Il fondamento e la formulazione della teoria kelseniana lasciano ben intendere come, nonostante lo studio sull’argomento sia stato intrapreso per dare una risposta alla responsabilità dei due conflitti mondiali, il giurista si esprima in termini generali in grado di ricomprendere la generalità degli organi che agiscono in nome e per conto dello Stato.

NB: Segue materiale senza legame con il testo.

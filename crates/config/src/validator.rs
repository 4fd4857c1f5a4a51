use crate::*;
use std::collections::HashSet;
use thiserror::Error;

#[derive(Error, Debug, Clone, PartialEq, Eq)]
pub enum ValidationError {
    #[error("Client name is required")]
    MissingClientName,

    #[error("No products defined")]
    NoProducts,

    #[error("Product #{index}: product_id must not be empty")]
    EmptyProductId { index: usize },

    #[error("Duplicate product_id '{0}'")]
    DuplicateProduct(String),

    #[error("{field} must be a positive integer")]
    InvalidPositiveInteger { field: String },

    #[error("connection.max_delay_ms ({max_delay_ms}) must not be below connection.retry_delay_ms ({retry_delay_ms}) with exponential backoff")]
    InvalidBackoffCap { retry_delay_ms: u64, max_delay_ms: u64 },

    #[error("Invalid log format: {0}. Must be one of: pretty, json, compact")]
    InvalidLogFormat(String),

    #[error("Environment variable placeholder left unresolved in {field}")]
    UnresolvedEnvVar { field: String },
}

#[derive(Debug, Clone)]
pub struct ValidationWarning {
    pub field: String,
    pub message: String,
}

#[derive(Debug, Clone)]
pub struct DefaultApplied {
    pub field: String,
    pub value: String,
}

#[derive(Debug, Clone)]
pub struct ValidationReport {
    pub errors: Vec<ValidationError>,
    pub warnings: Vec<ValidationWarning>,
    pub defaults_applied: Vec<DefaultApplied>,
}

impl ValidationReport {
    pub fn new() -> Self {
        Self {
            errors: Vec::new(),
            warnings: Vec::new(),
            defaults_applied: Vec::new(),
        }
    }

    pub fn is_valid(&self) -> bool {
        self.errors.is_empty()
    }

    pub fn add_error(&mut self, error: ValidationError) {
        self.errors.push(error);
    }

    pub fn add_warning(&mut self, field: &str, message: &str) {
        self.warnings.push(ValidationWarning {
            field: field.to_string(),
            message: message.to_string(),
        });
    }

    pub fn add_default(&mut self, field: &str, value: &str) {
        self.defaults_applied.push(DefaultApplied {
            field: field.to_string(),
            value: value.to_string(),
        });
    }
}

impl Default for ValidationReport {
    fn default() -> Self {
        Self::new()
    }
}

pub fn validate_config(config: &BillingConfig) -> ValidationReport {
    let mut report = ValidationReport::new();

    validate_client(&config.client, &mut report);
    validate_products(&config.products, &mut report);
    validate_connection(&config.connection, &mut report);
    validate_capacities(config, &mut report);
    validate_logging(&config.logging, &mut report);

    report
}

fn validate_client(client: &ClientConfig, report: &mut ValidationReport) {
    if client.name.trim().is_empty() {
        report.add_error(ValidationError::MissingClientName);
    } else if has_unresolved_env_vars(&client.name) {
        report.add_error(ValidationError::UnresolvedEnvVar {
            field: "client.name".to_string(),
        });
    }
}

fn validate_products(products: &[ProductConfig], report: &mut ValidationReport) {
    if products.is_empty() {
        report.add_error(ValidationError::NoProducts);
        return;
    }

    let mut seen = HashSet::new();
    for (index, product) in products.iter().enumerate() {
        if product.product_id.trim().is_empty() {
            report.add_error(ValidationError::EmptyProductId { index });
            continue;
        }

        if has_unresolved_env_vars(&product.product_id) {
            report.add_error(ValidationError::UnresolvedEnvVar {
                field: format!("products[{}].product_id", index),
            });
        }

        if !seen.insert(product.product_id.as_str()) {
            report.add_error(ValidationError::DuplicateProduct(product.product_id.clone()));
        }
    }

    for kind in [ProductKindConfig::OneTime, ProductKindConfig::Subscription] {
        if !products.iter().any(|p| p.kind == kind) {
            let kind_name = match kind {
                ProductKindConfig::OneTime => "one_time",
                ProductKindConfig::Subscription => "subscription",
            };
            report.add_warning(
                "products",
                &format!(
                    "No {} products configured; that catalog group will always be empty",
                    kind_name
                ),
            );
        }
    }
}

fn validate_connection(connection: &ConnectionConfig, report: &mut ValidationReport) {
    if connection.max_attempts == 0 {
        report.add_error(ValidationError::InvalidPositiveInteger {
            field: "connection.max_attempts".to_string(),
        });
    }

    if connection.stable_after_ms == 0 {
        report.add_warning(
            "connection.stable_after_ms",
            "Every disconnect refills the attempt budget; a flapping backend is retried forever",
        );
    }

    if connection.retry_delay_ms == 0 {
        report.add_warning(
            "connection.retry_delay_ms",
            "Reconnection attempts will be made back to back",
        );
    }

    if connection.backoff == BackoffConfig::Exponential
        && connection.max_delay_ms < connection.retry_delay_ms
    {
        report.add_error(ValidationError::InvalidBackoffCap {
            retry_delay_ms: connection.retry_delay_ms,
            max_delay_ms: connection.max_delay_ms,
        });
    }

    if connection.backoff == BackoffConfig::Fixed
        && connection.max_delay_ms != default_max_delay_ms()
    {
        report.add_warning("connection.max_delay_ms", "Only used with exponential backoff");
    }
}

fn validate_capacities(config: &BillingConfig, report: &mut ValidationReport) {
    if config.events.capacity == 0 {
        report.add_error(ValidationError::InvalidPositiveInteger {
            field: "events.capacity".to_string(),
        });
    }

    if config.processor.mailbox_capacity == 0 {
        report.add_error(ValidationError::InvalidPositiveInteger {
            field: "processor.mailbox_capacity".to_string(),
        });
    }
}

fn validate_logging(logging: &LoggingConfig, report: &mut ValidationReport) {
    let valid_formats = ["pretty", "json", "compact"];
    if !valid_formats.contains(&logging.format.to_lowercase().as_str()) {
        report.add_error(ValidationError::InvalidLogFormat(logging.format.clone()));
    }

    if logging.level.trim().is_empty() {
        report.add_default("logging.level", &default_log_level());
    }
}
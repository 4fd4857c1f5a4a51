//! Restoration reconciler
//!
//! Replays every purchase the backend reports as owned through the purchase
//! processor, tagged as restored. Owned purchases of both kinds are queried
//! concurrently and nothing is replayed until both queries have resolved. A
//! failed kind is reported and skipped; the other kind is still replayed.

use std::sync::Arc;
use tracing::{debug, info, instrument, warn};

use crate::bus::EventBus;
use crate::error::{BillingError, BillingResult};
use crate::event::BillingEvent;
use crate::gateway::CommerceGateway;
use crate::processor::{ProcessorHandle, PurchaseOutcome};
use crate::types::{ProductKind, PurchaseOrigin};

/// Summary of one restoration pass
#[derive(Debug, Clone, Default, PartialEq, Eq)]
pub struct RestoreReport {
    /// Records replayed through the processor
    pub replayed: usize,
    /// Records newly acknowledged during this pass
    pub acknowledged: usize,
    /// Kinds whose owned-purchases query failed
    pub failed: Vec<ProductKind>,
}

impl RestoreReport {
    pub fn is_complete(&self) -> bool {
        self.failed.is_empty()
    }
}

pub struct RestorationReconciler {
    gateway: Arc<dyn CommerceGateway>,
    processor: ProcessorHandle,
    bus: Arc<EventBus>,
}

impl RestorationReconciler {
    pub fn new(gateway: Arc<dyn CommerceGateway>, processor: ProcessorHandle, bus: Arc<EventBus>) -> Self {
        Self {
            gateway,
            processor,
            bus,
        }
    }

    /// Run one restoration pass
    ///
    /// Fails only if the processor has shut down.
    #[instrument(skip(self))]
    pub async fn restore(&self) -> BillingResult<RestoreReport> {
        let (one_time, subscriptions) = tokio::join!(
            self.gateway.query_owned_purchases(ProductKind::OneTime),
            self.gateway.query_owned_purchases(ProductKind::Subscription),
        );

        let mut report = RestoreReport::default();
        let mut records = Vec::new();
        for (kind, result) in [
            (ProductKind::OneTime, one_time),
            (ProductKind::Subscription, subscriptions),
        ] {
            match result {
                Ok(owned) => {
                    debug!(%kind, count = owned.len(), "Owned purchases received");
                    records.extend(owned);
                }
                Err(source) => {
                    warn!(%kind, error = %source, "Owned purchases query failed");
                    let error = BillingError::Query { kind, source };
                    self.bus.publish(BillingEvent::error(error.to_string()));
                    report.failed.push(kind);
                }
            }
        }

        for record in records {
            let outcome = self.processor.process(record, PurchaseOrigin::Restored).await?;
            report.replayed += 1;
            if outcome == PurchaseOutcome::Acknowledged {
                report.acknowledged += 1;
            }
        }

        info!(
            replayed = report.replayed,
            acknowledged = report.acknowledged,
            failed = report.failed.len(),
            "Restoration pass finished"
        );
        Ok(report)
    }
}

#[cfg(test)]
mod tests {
    use super::*;
    use crate::bus::EventSubscription;
    use crate::error::GatewayError;
    use crate::gateway::InMemoryGateway;
    use crate::processor::PurchaseProcessor;
    use crate::types::{PurchaseRecord, PurchaseState};
    use assert_matches::assert_matches;
    use observability::BillingMetrics;
    use std::time::Duration;
    use tokio_util::sync::CancellationToken;

    fn setup(gateway: InMemoryGateway) -> (RestorationReconciler, Arc<InMemoryGateway>, EventSubscription, CancellationToken) {
        let gateway = Arc::new(gateway);
        let bus = Arc::new(EventBus::new(32, BillingMetrics::new("test")));
        let sub = bus.subscribe();
        let shutdown = CancellationToken::new();
        let processor = PurchaseProcessor::new(gateway.clone(), bus.clone(), BillingMetrics::new("test"));
        let (handle, _task) = processor.spawn(16, shutdown.clone());
        let reconciler = RestorationReconciler::new(gateway.clone(), handle, bus);
        (reconciler, gateway, sub, shutdown)
    }

    #[tokio::test]
    async fn test_restored_purchases_are_tagged() {
        let gateway = InMemoryGateway::new()
            .with_owned_purchase(
                ProductKind::OneTime,
                PurchaseRecord::new("t1", ["p1"], PurchaseState::Purchased),
            )
            .with_owned_purchase(
                ProductKind::Subscription,
                PurchaseRecord::new("t2", ["s1"], PurchaseState::Purchased).acknowledged(),
            );
        let (reconciler, gateway, mut sub, _shutdown) = setup(gateway);

        let report = reconciler.restore().await.unwrap();
        assert_eq!(
            report,
            RestoreReport {
                replayed: 2,
                acknowledged: 1,
                failed: vec![]
            }
        );
        assert_eq!(gateway.ack_calls().len(), 1);

        let mut restored = Vec::new();
        while let Some(event) = sub.try_recv() {
            let product = assert_matches!(
                event,
                BillingEvent::PurchaseSucceeded { product_id, restored: true } => product_id
            );
            restored.push(product);
        }
        restored.sort();
        assert_eq!(restored, vec!["p1", "s1"]);
    }

    #[tokio::test]
    async fn test_failed_kind_does_not_abort_other() {
        let gateway = InMemoryGateway::new()
            .with_owned_failure(ProductKind::OneTime, GatewayError::unavailable("down"))
            .with_owned_purchase(
                ProductKind::Subscription,
                PurchaseRecord::new("t2", ["s1"], PurchaseState::Purchased),
            );
        let (reconciler, _gateway, mut sub, _shutdown) = setup(gateway);

        let report = reconciler.restore().await.unwrap();
        assert_eq!(report.failed, vec![ProductKind::OneTime]);
        assert_eq!(report.replayed, 1);
        assert!(!report.is_complete());

        let mut errors = 0;
        let mut successes = 0;
        while let Some(event) = sub.try_recv() {
            match event {
                BillingEvent::Error { .. } => errors += 1,
                BillingEvent::PurchaseSucceeded { restored: true, .. } => successes += 1,
                other => panic!("unexpected event: {:?}", other),
            }
        }
        assert_eq!((errors, successes), (1, 1));
    }

    #[tokio::test]
    async fn test_total_failure_emits_no_restored_events() {
        let gateway = InMemoryGateway::new()
            .with_owned_failure(ProductKind::OneTime, GatewayError::unavailable("a"))
            .with_owned_failure(ProductKind::Subscription, GatewayError::unavailable("b"));
        let (reconciler, _gateway, mut sub, _shutdown) = setup(gateway);

        let report = reconciler.restore().await.unwrap();
        assert_eq!(report.replayed, 0);
        assert_eq!(report.failed.len(), 2);
        while let Some(event) = sub.try_recv() {
            assert_matches!(event, BillingEvent::Error { .. });
        }
    }

    #[tokio::test(start_paused = true)]
    async fn test_queries_run_concurrently() {
        let gateway = InMemoryGateway::new()
            .with_query_latency(ProductKind::OneTime, Duration::from_secs(1))
            .with_query_latency(ProductKind::Subscription, Duration::from_secs(1));
        let (reconciler, gateway, _sub, _shutdown) = setup(gateway);

        let started = tokio::time::Instant::now();
        reconciler.restore().await.unwrap();
        assert!(started.elapsed() < Duration::from_secs(2));
        assert_eq!(gateway.owned_queries().len(), 2);
    }

    #[tokio::test(start_paused = true)]
    async fn test_nothing_replayed_until_both_queries_resolve() {
        let gateway = InMemoryGateway::new()
            .with_owned_purchase(
                ProductKind::OneTime,
                PurchaseRecord::new("t1", ["p1"], PurchaseState::Purchased),
            )
            .with_query_latency(ProductKind::Subscription, Duration::from_secs(5));
        let (reconciler, gateway, mut sub, _shutdown) = setup(gateway);
        let reconciler = Arc::new(reconciler);

        let pass = tokio::spawn({
            let reconciler = reconciler.clone();
            async move { reconciler.restore().await }
        });

        tokio::time::sleep(Duration::from_millis(100)).await;
        assert_eq!(gateway.owned_queries().len(), 2);
        assert_eq!(sub.try_recv(), None);
        assert!(gateway.ack_calls().is_empty());

        let report = pass.await.unwrap().unwrap();
        assert_eq!(report.replayed, 1);
        assert_matches!(
            sub.try_recv(),
            Some(BillingEvent::PurchaseSucceeded { ref product_id, restored: true }) if product_id == "p1"
        );
    }

    #[tokio::test]
    async fn test_stopped_processor_fails_restore() {
        let gateway = InMemoryGateway::new().with_owned_purchase(
            ProductKind::OneTime,
            PurchaseRecord::new("t1", ["p1"], PurchaseState::Purchased),
        );
        let (reconciler, _gateway, _sub, shutdown) = setup(gateway);
        shutdown.cancel();
        tokio::task::yield_now().await;

        assert_matches!(reconciler.restore().await, Err(BillingError::ShutDown));
    }
}
use std::collections::HashMap;
use std::path::{Path, PathBuf};
use std::sync::{Arc, Mutex};

use async_trait::async_trait;
use azd_async::{Task, TaskContext};
use azd_azure::Scope;
use azd_domain::{Deployment, DestroyOptions, Options, OutputParameter, ParameterType, Progress, State};
use serde_json::Value;
use tracing::debug;

use crate::arm::ArmTemplate;
use crate::error::ProvisionError;
use crate::parameters::ParameterResolver;
use crate::provider::{
    module_file, normalize_output_key, DeployPreviewResult, DeployResult, DeploymentPlan, DeploymentPreview,
    DestroyResult, PlanDetails, PreviewChange, Provider, ProviderContext, ProvisionTask, StateResult,
};

/// A provider that simulates infrastructure locally.
///
/// - Reads parameter declarations from `<path>/<module>.json` when present.
/// - Resolves them like the ARM provider does, prompts included.
/// - "Deploys" by echoing every resolved parameter back as an output.
/// - Talks to no remote service.
#[derive(Clone)]
pub struct TestProvider {
    context: ProviderContext,
    module: Option<PathBuf>,
    deployed: Arc<Mutex<HashMap<String, OutputParameter>>>,
}

impl TestProvider {
    pub fn new(context: ProviderContext) -> Self {
        Self { context, module: None, deployed: Arc::new(Mutex::new(HashMap::new())) }
    }

    fn deployed(&self) -> HashMap<String, OutputParameter> {
        match self.deployed.lock() {
            Ok(guard) => guard.clone(),
            Err(poisoned) => poisoned.into_inner().clone(),
        }
    }

    fn set_deployed(&self, outputs: HashMap<String, OutputParameter>) {
        match self.deployed.lock() {
            Ok(mut guard) => *guard = outputs,
            Err(poisoned) => *poisoned.into_inner() = outputs,
        }
    }

    async fn template(&self) -> Result<ArmTemplate, ProvisionError> {
        let Some(path) = &self.module else {
            return Ok(ArmTemplate::default());
        };
        match tokio::fs::read_to_string(path).await {
            Ok(contents) => {
                let raw: Value = serde_json::from_str(&contents).map_err(|e| ProvisionError::InvalidTemplate {
                    path: path.clone(),
                    message: e.to_string(),
                })?;
                ArmTemplate::parse(path, &raw)
            }
            Err(e) if e.kind() == std::io::ErrorKind::NotFound => {
                debug!(path = %path.display(), "no test template, planning an empty deployment");
                Ok(ArmTemplate::default())
            }
            Err(e) => Err(ProvisionError::io(path, e)),
        }
    }

    async fn plan_deployment(&self, ctx: &TaskContext<Progress>) -> Result<DeploymentPlan, ProvisionError> {
        ctx.set_progress(Progress::new("Loading test template"));
        let template = self.template().await?;

        let resolver = ParameterResolver {
            ctx,
            console: self.context.console.as_ref(),
            env: &self.context.env,
            store: self.context.store.as_ref(),
        };
        let parameters = resolver.ensure_parameters(&template.parameters, &HashMap::new()).await?;
        let outputs = template.declared_outputs()?;
        Ok(DeploymentPlan { deployment: Deployment { parameters, outputs }, details: PlanDetails::None })
    }

    fn outputs_for(deployment: &Deployment) -> Result<HashMap<String, OutputParameter>, ProvisionError> {
        let mut outputs = HashMap::new();
        for (key, param) in &deployment.parameters {
            let value = param.value.clone().or_else(|| param.default_value.clone());
            let Some(value) = value.filter(|v| !v.is_null()) else { continue };
            let param_type: ParameterType = param.param_type.parse()?;
            outputs.insert(normalize_output_key(key), OutputParameter::new(param_type, value));
        }
        Ok(outputs)
    }
}

#[async_trait]
impl Provider for TestProvider {
    fn name(&self) -> &'static str {
        "Test"
    }

    async fn initialize(&mut self, project_path: &Path, options: Options) -> Result<(), ProvisionError> {
        self.module = Some(module_file(project_path, &options, ".json"));
        Ok(())
    }

    fn plan(&self) -> ProvisionTask<DeploymentPlan> {
        let this = self.clone();
        Task::run(move |ctx| async move { this.plan_deployment(&ctx).await })
    }

    fn preview(&self) -> ProvisionTask<DeployPreviewResult> {
        let this = self.clone();
        Task::run(move |ctx| async move {
            let plan = this.plan_deployment(&ctx).await?;
            let deployed = this.deployed();
            let changes = TestProvider::outputs_for(&plan.deployment)?
                .into_keys()
                .map(|name| PreviewChange {
                    change_type: if deployed.contains_key(&name) { "Modify" } else { "Create" }.to_string(),
                    resource_type: "Test/outputs".to_string(),
                    name,
                })
                .collect();
            Ok(DeployPreviewResult { preview: DeploymentPreview { status: "Completed".into(), changes } })
        })
    }

    fn deploy(&self, plan: DeploymentPlan, _scope: Scope) -> ProvisionTask<DeployResult> {
        let this = self.clone();
        Task::run(move |ctx| async move {
            ctx.set_progress(Progress::new("Deploying test resources"));
            let mut deployment = plan.deployment;
            deployment.outputs = TestProvider::outputs_for(&deployment)?;
            this.set_deployed(deployment.outputs.clone());
            Ok(DeployResult { deployment })
        })
    }

    fn state(&self, _scope: Scope) -> ProvisionTask<StateResult> {
        let this = self.clone();
        Task::run(move |_ctx| async move {
            Ok(StateResult { state: State { outputs: this.deployed(), resources: Vec::new() } })
        })
    }

    fn destroy(&self, deployment: Deployment, _options: DestroyOptions) -> ProvisionTask<DestroyResult> {
        let this = self.clone();
        Task::run(move |ctx| async move {
            ctx.set_progress(Progress::new("Destroying test resources"));
            let mut keys: Vec<String> = this.deployed().into_keys().collect();
            keys.extend(deployment.outputs.into_keys());
            keys.sort();
            keys.dedup();
            this.set_deployed(HashMap::new());
            Ok(DestroyResult { invalidated_env_keys: keys })
        })
    }
}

Ciò non toglie, tuttavia, che siano riconosciute delle potenziali eccezioni alla regola in esame, valide, in primo luogo, in presenza di un trattato internazionale che regoli l’esercizio della giurisdizione tra due Stati in modo differente dalla disciplina ordinaria. Kelsen non manca di recepire, inoltre, in maniera significativa rispetto alle evoluzioni dei decenni successivi, le necessità di assicurare in ogni caso la punizione di coloro che si sono resi responsabili di crimini di guerra, o quantomeno di violazioni altrettanto gravi del diritto internazionale.
La posizione espressa da Kelsen con riferimento al rapporto tra responsabilità dello Stato e dell’individuo organo e al conseguente esercizio della giurisdizione su quest’ultimo da parte di Corti straniere conserva un’eco tuttora attuale per parte della dottrina.
Una delle voci più qualificate che, in epoca più recente, si sono basate anche sulla teoria kelseniana per un’ulteriore elaborazione in tema di immunità funzionale è quella di H. Fox.
È significativo che il punto di partenza, in questo caso, sia proprio la teoria della c.d. immunità ristretta degli Stati, afferente alla nota distinzione tra atti iure imperii e atti iure gestionis.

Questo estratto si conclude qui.